Machine Learning classification performance on mechanistic representations of the gut microbiota built from abundance profiles
Résumé
Understanding the gut microbiota and its mechanisms has become a major point of interest in the medical field, with more and more studies correlating it to a variety of pathologies [1]. Machine Learning methods have been applied to this issue, approaching the microbiome as a predictor of the subjects’ health [2-5]. These approaches however have yet to tap into the potential augmentation of the microbiome data which could be achieved by gathering information correlated to the microbiota’s composition.
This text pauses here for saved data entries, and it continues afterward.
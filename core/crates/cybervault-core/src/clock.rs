//! Wall-clock access for id allocation, creation stamps and indicator timers.

use std::cell::Cell;
use std::rc::Rc;

use chrono::{DateTime, Local, TimeZone, Utc};

pub trait Clock {
    fn now(&self) -> DateTime<Utc>;

    fn now_ms(&self) -> i64 {
        self.now().timestamp_millis()
    }
}

#[derive(Debug, Clone, Copy, Default)]
pub struct SystemClock;

impl Clock for SystemClock {
    fn now(&self) -> DateTime<Utc> {
        Utc::now()
    }
}

/// Clock that only moves when told to. Clones share the same time, so a
/// caller can keep a handle after giving one to a vault.
#[derive(Debug, Clone)]
pub struct ManualClock {
    millis: Rc<Cell<i64>>,
}

impl ManualClock {
    pub fn at_millis(millis: i64) -> Self {
        Self {
            millis: Rc::new(Cell::new(millis)),
        }
    }

    pub fn advance_millis(&self, delta: i64) {
        self.millis.set(self.millis.get() + delta);
    }

    pub fn set_millis(&self, millis: i64) {
        self.millis.set(millis);
    }
}

impl Clock for ManualClock {
    fn now(&self) -> DateTime<Utc> {
        Utc.timestamp_millis_opt(self.millis.get())
            .single()
            .unwrap_or_default()
    }

    fn now_ms(&self) -> i64 {
        self.millis.get()
    }
}

/// Human-readable local timestamp stored in `createdAt`, e.g. `3/14/2025, 9:26:53 PM`.
pub fn format_created_at(at: DateTime<Utc>) -> String {
    at.with_timezone(&Local)
        .format("%-m/%-d/%Y, %-I:%M:%S %p")
        .to_string()
}
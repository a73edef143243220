use chrono::{DateTime, Duration, Utc};

pub const SAVED_LABEL: &str = "Saved";

/// Transient "Saved" indicator shown after each persisted mutation.
#[derive(Debug, Clone)]
pub struct SaveStatus {
    until: Option<DateTime<Utc>>,
    flash: Duration,
}

impl SaveStatus {
    pub fn new(flash: Duration) -> Self {
        Self { until: None, flash }
    }

    pub fn mark_saved(&mut self, now: DateTime<Utc>) {
        self.until = Some(flash_deadline(now, self.flash));
    }

    pub fn current(&self, now: DateTime<Utc>) -> Option<&'static str> {
        match self.until {
            Some(until) if now < until => Some(SAVED_LABEL),
            _ => None,
        }
    }

    pub fn tick(&mut self, now: DateTime<Utc>) {
        if self.current(now).is_none() {
            self.until = None;
        }
    }
}

/// `now + flash`, saturating at the end of chrono's range.
pub(crate) fn flash_deadline(now: DateTime<Utc>, flash: Duration) -> DateTime<Utc> {
    now.checked_add_signed(flash).unwrap_or(DateTime::<Utc>::MAX_UTC)
}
In particular, the recognised micro-organisms’ functional annotations have been suggested as a promising lead to enhance the comprehension of the microbiota as a metabolic network [6,7]. In line with this approach, we propose a new method to shift the representation of the gut microbiota from relative OTU abundances to a numeric mapping of the associated functional annotations, creating a mechanistic description of the microbial community. We have then explored the performances of Random Forest classifiers, a classic Machine Learning approach for microbiota classification, when applied to data converted to this new paradigm. This led to us finding that for a small sacrifice in classification performance, this approach could help highlight important metabolic mechanisms. Exploiting this method would also yield more thorough and complete results than what can be gathered through the standard approach based on finding OTUs that make a difference between classes of subjects.